On Wednesday, January 22, 2025, Khamenei, in a meeting with private sector investors, reacted to Trump’s recent remarks about the regime, without naming him explicitly. This occurred on a day when freedom-seekers in revolutionary Kurdistan ranging from Shahabad to Kermanshah, Sanandaj, Saqqez, Bukan, Mahabad, and other major and minor cities in Kurdistan had shut down schools, workshops, shops, and offices, rendering government institutions ineffective. This was in protest against the foundation of the Islamic Republic, symbolized by the death penalty, and to strengthen the ongoing struggle to abolish it. Normally, any politician in such circumstances would sit behind closed doors to contemplate solutions for their regime if such a massive strike like the revolutionary uprising of Jina in 2022 sparked nationwide anger among the dissatisfied masses. However, Khamenei gathered private sector capitalists, ideological allies of Trump, to send a message of compromise to him. At the same time, he also sent a message to the people of Iran. What was that message?
Trump voiced truths about the Islamic Republic’s increasing weakness truths that the majority of dissatisfied and protesting citizens have experienced firsthand. This growing weakness is the result of their costly struggles against the regime, amplified by its internal contradictions and deepening crises.
Khamenei, like any cleric skilled in sophistry, fallacies, and deceit, claimed that his regime remains strong as ever. He said that during Saddam’s era, it was thought that the Islamic government was weak and vulnerable to attack, and the same belief prevailed during Reagan’s time when Saddam was supported. But all of them are gone, and the regime has endured. What is the reality? In 1980, when Saddam’s Ba’athist regime, backed by the U.S., attacked Iran, the Islamic Republic had not yet stabilized. Workers with their councils, unemployed workers with protests, women with their actions, and Arab, Kurdish, and Turkmen people with their struggles were all asserting their rights. The regime, through the war, achieved stability by means of horrific torture, mass executions of thousands in prisons, and sending young people to the battlefronts to die. Although that war was initiated with the U.S. government’s green light, it was orchestrated in such a way that the Islamic Republic would emerge intact. U.S. officials repeatedly emphasized that the war would have no winner and that there was no intention to overthrow the Islamic Republic. This was because the regime had not yet fulfilled two major tasks desired by both the bourgeoisie and the U.S. government: crushing the achievements of the 1979 freedom-seeking revolution and stripping workers of rights through the completion of repression mechanisms, dictatorship, and the reconstruction of conventional capitalism. The economic force to implement this conventional capitalism was intended to be the same individuals Khamenei addressed on the day of the general strike in Kurdistan.

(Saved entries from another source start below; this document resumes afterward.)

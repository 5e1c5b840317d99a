//! Request and response bodies of the Bot Connector REST API.

use serde::{Deserialize, Serialize};

#[derive(Debug, Serialize)]
pub(crate) struct ChannelAccount<'a> {
    pub id: &'a str,
}

#[derive(Debug, Serialize)]
pub(crate) struct TenantInfo<'a> {
    pub id: &'a str,
}

#[derive(Debug, Serialize)]
pub(crate) struct ConversationChannelData<'a> {
    pub tenant: TenantInfo<'a>,
}

/// Body of `POST /v3/conversations`.
#[derive(Debug, Serialize)]
#[serde(rename_all = "camelCase")]
pub(crate) struct ConversationParameters<'a> {
    pub bot: ChannelAccount<'a>,
    pub members: Vec<ChannelAccount<'a>>,
    pub is_group: bool,
    pub tenant_id: &'a str,
    pub channel_data: ConversationChannelData<'a>,
}

impl<'a> ConversationParameters<'a> {
    /// A 1:1 conversation between the bot and one user.
    pub fn personal(bot_id: &'a str, user_id: &'a str, tenant_id: &'a str) -> Self {
        Self {
            bot: ChannelAccount { id: bot_id },
            members: vec![ChannelAccount { id: user_id }],
            is_group: false,
            tenant_id,
            channel_data: ConversationChannelData {
                tenant: TenantInfo { id: tenant_id },
            },
        }
    }
}

#[derive(Debug, Deserialize)]
#[serde(rename_all = "camelCase")]
pub(crate) struct ConversationResourceResponse {
    pub id: String,
}

/// A plain text message activity.
#[derive(Debug, Serialize)]
#[serde(rename_all = "camelCase")]
pub(crate) struct MessageActivity<'a> {
    #[serde(rename = "type")]
    pub kind: &'static str,
    pub text: &'a str,
    pub text_format: &'static str,
}

impl<'a> MessageActivity<'a> {
    pub fn markdown(text: &'a str) -> Self {
        Self {
            kind: "message",
            text,
            text_format: "markdown",
        }
    }
}

#[derive(Debug, Deserialize)]
pub(crate) struct ResourceResponse {
    #[serde(default)]
    pub id: Option<String>,
}
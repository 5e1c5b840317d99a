//! Identity mappings between directory identities and platform user ids.

use serde::{Deserialize, Serialize};

/// Association between an external directory identity and the platform
/// user id it has within a tenant.
///
/// The whole record is hashable so it can serve as its own dedup key: a
/// changed display name is a different key and therefore gets written.
#[derive(Debug, Clone, PartialEq, Eq, Hash, Serialize, Deserialize)]
pub struct IdentityMapping {
    /// External directory id. Unique across the registry.
    pub external_id: String,
    /// Tenant the identity was last seen in.
    pub tenant_id: String,
    /// Platform-specific user id within the tenant.
    pub platform_user_id: String,
    /// Display name, when the event carried one.
    pub name: Option<String>,
}

impl IdentityMapping {
    /// Creates a new mapping.
    #[must_use]
    pub fn new(
        external_id: impl Into<String>,
        tenant_id: impl Into<String>,
        platform_user_id: impl Into<String>,
        name: Option<String>,
    ) -> Self {
        Self {
            external_id: external_id.into(),
            tenant_id: tenant_id.into(),
            platform_user_id: platform_user_id.into(),
            name,
        }
    }

    /// Merges an incoming observation into this stored mapping.
    ///
    /// Tenant and platform id are always taken from `incoming`; the name is
    /// only replaced when `incoming` carries one.
    #[must_use]
    pub fn merged_with(self, incoming: IdentityMapping) -> IdentityMapping {
        IdentityMapping {
            external_id: self.external_id,
            tenant_id: incoming.tenant_id,
            platform_user_id: incoming.platform_user_id,
            name: incoming.name.or(self.name),
        }
    }
}

#[cfg(test)]
mod tests {
    use super::*;

    #[test]
    fn merge_keeps_name_when_incoming_has_none() {
        let stored = IdentityMapping::new("u1", "t1", "p1", Some("Alice".to_string()));
        let merged = stored.merged_with(IdentityMapping::new("u1", "t1", "p1", None));
        assert_eq!(merged.name.as_deref(), Some("Alice"));
    }

    #[test]
    fn merge_overwrites_everything_else() {
        let stored = IdentityMapping::new("u1", "t1", "p1", Some("Alice".to_string()));
        let merged = stored.merged_with(IdentityMapping::new(
            "u1",
            "t2",
            "p2",
            Some("Alice B.".to_string()),
        ));
        assert_eq!(merged.tenant_id, "t2");
        assert_eq!(merged.platform_user_id, "p2");
        assert_eq!(merged.name.as_deref(), Some("Alice B."));
    }
}
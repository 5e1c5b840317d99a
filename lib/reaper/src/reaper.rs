//! The deferred deletion reaper.

use crate::config::ReaperConfig;
use crate::error::ReaperError;
use notiteams_core::{DeleteOutcome, DeletionEntry, MessageTransport, Result};
use notiteams_registry::{Registry, RegistryError};
use std::sync::Arc;
use std::sync::atomic::{AtomicBool, Ordering};
use tokio::task::JoinHandle;
use tokio::time::MissedTickBehavior;
use tokio_util::sync::CancellationToken;
use tracing::{debug, error, info, warn};

/// Counts from one sweep.
#[derive(Debug, Clone, Copy, Default, PartialEq, Eq)]
pub struct CycleReport {
    /// Entries past the age threshold.
    pub examined: usize,
    /// Entries whose message is gone and whose row was removed.
    pub deleted: usize,
    /// Entries left in place for the next cycle.
    pub failed: usize,
}

/// Periodically deletes queued messages once they are old enough.
///
/// Failures are isolated per entry: a failed delete is logged, the entry
/// stays queued, and the cycle moves on. There is no backoff and no retry
/// ceiling; an entry is retried every cycle until its delete succeeds or
/// the transport reports the message as already gone.
pub struct Reaper {
    registry: Arc<dyn Registry>,
    transport: Arc<dyn MessageTransport>,
    config: ReaperConfig,
    running: Arc<AtomicBool>,
}

impl Reaper {
    #[must_use]
    pub fn new(
        registry: Arc<dyn Registry>,
        transport: Arc<dyn MessageTransport>,
        config: ReaperConfig,
    ) -> Self {
        Self {
            registry,
            transport,
            config,
            running: Arc::new(AtomicBool::new(false)),
        }
    }

    #[must_use]
    pub fn config(&self) -> &ReaperConfig {
        &self.config
    }

    /// Runs one sweep.
    ///
    /// # Errors
    ///
    /// Returns the registry error if the expired entries cannot be listed.
    /// Per-entry failures are counted in the report, never returned.
    pub async fn run_cycle(&self) -> Result<CycleReport, RegistryError> {
        let entries = self.registry.sweep_expired(self.config.max_age()).await?;

        let mut report = CycleReport {
            examined: entries.len(),
            ..CycleReport::default()
        };
        for entry in &entries {
            if self.reap(entry).await {
                report.deleted += 1;
            } else {
                report.failed += 1;
            }
        }

        debug!(
            examined = report.examined,
            deleted = report.deleted,
            failed = report.failed,
            "deletion sweep finished"
        );
        Ok(report)
    }

    /// Deletes one entry's message, then the entry. Returns whether both
    /// steps succeeded.
    async fn reap(&self, entry: &DeletionEntry) -> bool {
        let outcome = match self
            .transport
            .delete_message(&entry.conversation_id, &entry.message_id)
            .await
        {
            Ok(outcome) => outcome,
            Err(e) => {
                warn!(
                    entry_id = %entry.id,
                    conversation_id = %entry.conversation_id,
                    message_id = %entry.message_id,
                    error = %e,
                    "failed to delete message, keeping entry"
                );
                return false;
            }
        };

        if let Err(report) = self.registry.delete_entry(entry.id).await {
            warn!(
                entry_id = %entry.id,
                error = %report,
                "message deleted but entry could not be removed"
            );
            return false;
        }

        match outcome {
            DeleteOutcome::Deleted => info!(entry_id = %entry.id, "deleted message"),
            DeleteOutcome::AlreadyGone => {
                info!(entry_id = %entry.id, "message already gone, entry removed");
            }
        }
        true
    }

    /// Spawns the background task.
    ///
    /// The first sweep runs immediately, then one per interval. Ticks missed
    /// while a sweep is running are delayed rather than bunched up.
    ///
    /// # Errors
    ///
    /// Returns [`ReaperError::AlreadyRunning`] if a task started by this
    /// reaper has not been stopped yet.
    pub fn start(self: &Arc<Self>) -> Result<ReaperHandle, ReaperError> {
        if self.running.swap(true, Ordering::AcqRel) {
            return Err(ReaperError::AlreadyRunning.into());
        }

        let cancel = CancellationToken::new();
        let reaper = Arc::clone(self);
        let token = cancel.clone();
        let task = tokio::spawn(async move { reaper.run(token).await });

        Ok(ReaperHandle {
            cancel,
            task,
            running: Arc::clone(&self.running),
        })
    }

    async fn run(&self, cancel: CancellationToken) {
        let mut ticker = tokio::time::interval(self.config.interval());
        ticker.set_missed_tick_behavior(MissedTickBehavior::Delay);

        info!(
            interval_seconds = self.config.interval().as_secs(),
            max_age_seconds = self.config.max_age_seconds,
            "reaper started"
        );

        loop {
            // Cancellation is only observed between sweeps.
            tokio::select! {
                biased;
                () = cancel.cancelled() => break,
                _ = ticker.tick() => {}
            }

            if let Err(report) = self.run_cycle().await {
                error!(error = %report, "deletion sweep failed");
            }
        }

        info!("reaper stopped");
    }
}

/// Handle to a running reaper task.
#[derive(Debug)]
pub struct ReaperHandle {
    cancel: CancellationToken,
    task: JoinHandle<()>,
    running: Arc<AtomicBool>,
}

impl ReaperHandle {
    /// Returns `true` once the task has exited.
    #[must_use]
    pub fn is_finished(&self) -> bool {
        self.task.is_finished()
    }

    /// Signals the task to stop and waits for it to exit.
    ///
    /// A sweep in progress is allowed to finish first.
    ///
    /// # Errors
    ///
    /// Returns [`ReaperError::TaskFailed`] if the task panicked.
    pub async fn stop(self) -> Result<(), ReaperError> {
        self.cancel.cancel();
        let joined = self.task.await;
        self.running.store(false, Ordering::Release);

        joined.map_err(|e| ReaperError::TaskFailed {
            details: e.to_string(),
        })?;
        Ok(())
    }
}
//! Proxy descriptor types and the builtin server list

use serde::{Deserialize, Serialize};

/// Sentinel IP marking a descriptor as "no proxy"
pub const DIRECT_IP: &str = "DIRECT";

/// Descriptor id of the direct-connection entry
pub const DIRECT_ID: &str = "direct";

/// A proxy server's connection parameters plus metadata.
///
/// Serialized with camelCase keys to preserve the wire format. All fields
/// default so that a partial descriptor still deserializes; validation
/// happens when the descriptor is turned into a platform setting.
#[derive(Debug, Clone, PartialEq, Eq, Serialize, Deserialize)]
#[serde(rename_all = "camelCase", default)]
pub struct ProxyDescriptor {
    /// Stable identifier ("direct" denotes no proxying)
    pub id: String,

    /// Proxy host (IP or hostname; "DIRECT" denotes no proxying)
    pub ip: String,

    /// Proxy port (0 means unset)
    pub port: u16,

    /// Proxy protocol scheme; defaults to "http" when applied
    pub protocol: Option<String>,

    /// Display country / description
    pub country: String,

    /// Anonymity level ("none", "transparent", "anonymous", "elite")
    pub anonymity: String,
}

impl Default for ProxyDescriptor {
    fn default() -> Self {
        Self {
            id: String::new(),
            ip: String::new(),
            port: 0,
            protocol: None,
            country: String::new(),
            anonymity: String::new(),
        }
    }
}

impl ProxyDescriptor {
    /// Check whether this descriptor denotes a direct connection (no proxy)
    pub fn is_direct(&self) -> bool {
        self.id == DIRECT_ID || self.ip == DIRECT_IP
    }

    /// Scheme to use when building a platform setting
    pub fn scheme(&self) -> &str {
        self.protocol.as_deref().unwrap_or("http")
    }
}

impl std::fmt::Display for ProxyDescriptor {
    fn fmt(&self, f: &mut std::fmt::Formatter<'_>) -> std::fmt::Result {
        if self.is_direct() {
            write!(f, "{} (direct)", self.id)
        } else {
            write!(f, "{} ({}://{}:{})", self.id, self.scheme(), self.ip, self.port)
        }
    }
}

/// The static descriptor list offered to clients.
///
/// Not persisted; the same set is returned on every call.
pub fn builtin_proxies() -> Vec<ProxyDescriptor> {
    vec![
        ProxyDescriptor {
            id: DIRECT_ID.to_string(),
            ip: DIRECT_IP.to_string(),
            port: 0,
            protocol: Some("direct".to_string()),
            country: "Direct Connection (No Proxy)".to_string(),
            anonymity: "none".to_string(),
        },
        ProxyDescriptor {
            id: "demo-1".to_string(),
            ip: "127.0.0.1".to_string(),
            port: 8080,
            protocol: Some("http".to_string()),
            country: "Local Test Server".to_string(),
            anonymity: "transparent".to_string(),
        },
        ProxyDescriptor {
            id: "demo-2".to_string(),
            ip: "proxy.example.com".to_string(),
            port: 3128,
            protocol: Some("http".to_string()),
            country: "Demo Proxy Server".to_string(),
            anonymity: "anonymous".to_string(),
        },
    ]
}

#[cfg(test)]
mod tests {
    use super::*;

    #[test]
    fn test_direct_detection() {
        let by_id = ProxyDescriptor {
            id: "direct".to_string(),
            ip: "1.2.3.4".to_string(),
            ..Default::default()
        };
        assert!(by_id.is_direct());

        let by_ip = ProxyDescriptor {
            id: "whatever".to_string(),
            ip: "DIRECT".to_string(),
            ..Default::default()
        };
        assert!(by_ip.is_direct());

        let regular = ProxyDescriptor {
            id: "demo-1".to_string(),
            ip: "127.0.0.1".to_string(),
            port: 8080,
            ..Default::default()
        };
        assert!(!regular.is_direct());
    }

    #[test]
    fn test_builtin_list_is_fixed() {
        let first = builtin_proxies();
        let second = builtin_proxies();
        assert_eq!(first, second);
        assert_eq!(first.len(), 3);
        assert!(first[0].is_direct());
    }

    #[test]
    fn test_scheme_defaults_to_http() {
        let d = ProxyDescriptor {
            id: "demo".to_string(),
            ip: "10.0.0.1".to_string(),
            port: 3128,
            protocol: None,
            ..Default::default()
        };
        assert_eq!(d.scheme(), "http");
    }

    #[test]
    fn test_partial_descriptor_deserializes() {
        // Missing ip/port must not fail deserialization; validation rejects
        // them later when a setting is built.
        let d: ProxyDescriptor = serde_json::from_str(r#"{"id":"demo-1"}"#).unwrap();
        assert_eq!(d.id, "demo-1");
        assert!(d.ip.is_empty());
        assert_eq!(d.port, 0);
    }

    #[test]
    fn test_wire_format_uses_camel_case() {
        let d = builtin_proxies().remove(1);
        let json = serde_json::to_value(&d).unwrap();
        assert_eq!(json["id"], "demo-1");
        assert_eq!(json["ip"], "127.0.0.1");
        assert_eq!(json["port"], 8080);
        assert_eq!(json["anonymity"], "transparent");
    }
}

All factions, either openly or behind the scenes, have acknowledged that the regime has never achieved its goals at any point in its history. Now Khamenei tells private sector capitalists and Trump-like figures that he is determined to accomplish those tasks with their help. In line with this, on Saturday, January 25, 2025, most prominent newspapers wrote about the necessity of negotiations with the U.S. and yielding to its demands to attract investment to Iran. On the same day, they published populist photos of a politician holding a dustpan to deceive the working class into hoping for improved lives through government benevolence. However, the suffering and experienced working class of Iran cannot be fooled by such populism. The truth is that every word from Trump, who is delusional and whose plans are often doomed to failure amidst the deepening crises of capitalism, is aimed at taming the Islamic Republic, not overthrowing it. Members of the right-wing opposition waiting for Trump or Israel to topple the regime so they can reclaim the throne of the outdated monarchy are wasting their time. The trajectory of struggles, with the glorious and victorious strike of January 22 in Kurdistan as one of its stages, promises that the regime will ultimately be overthrown by the people who led the uprisings of December 2017, November 2019, and the revolutionary uprising of Jina. It was through these experiences that they chanted: “We want neither a shah nor a leader, nor Akbar’s followers.” These are the very people whom Trump and his predecessors have always feared, and thus have supported the fascist methods of the Islamic Republic’s leaders against the people, aiding it with anti-protest weapons, torture devices, and surveillance tools.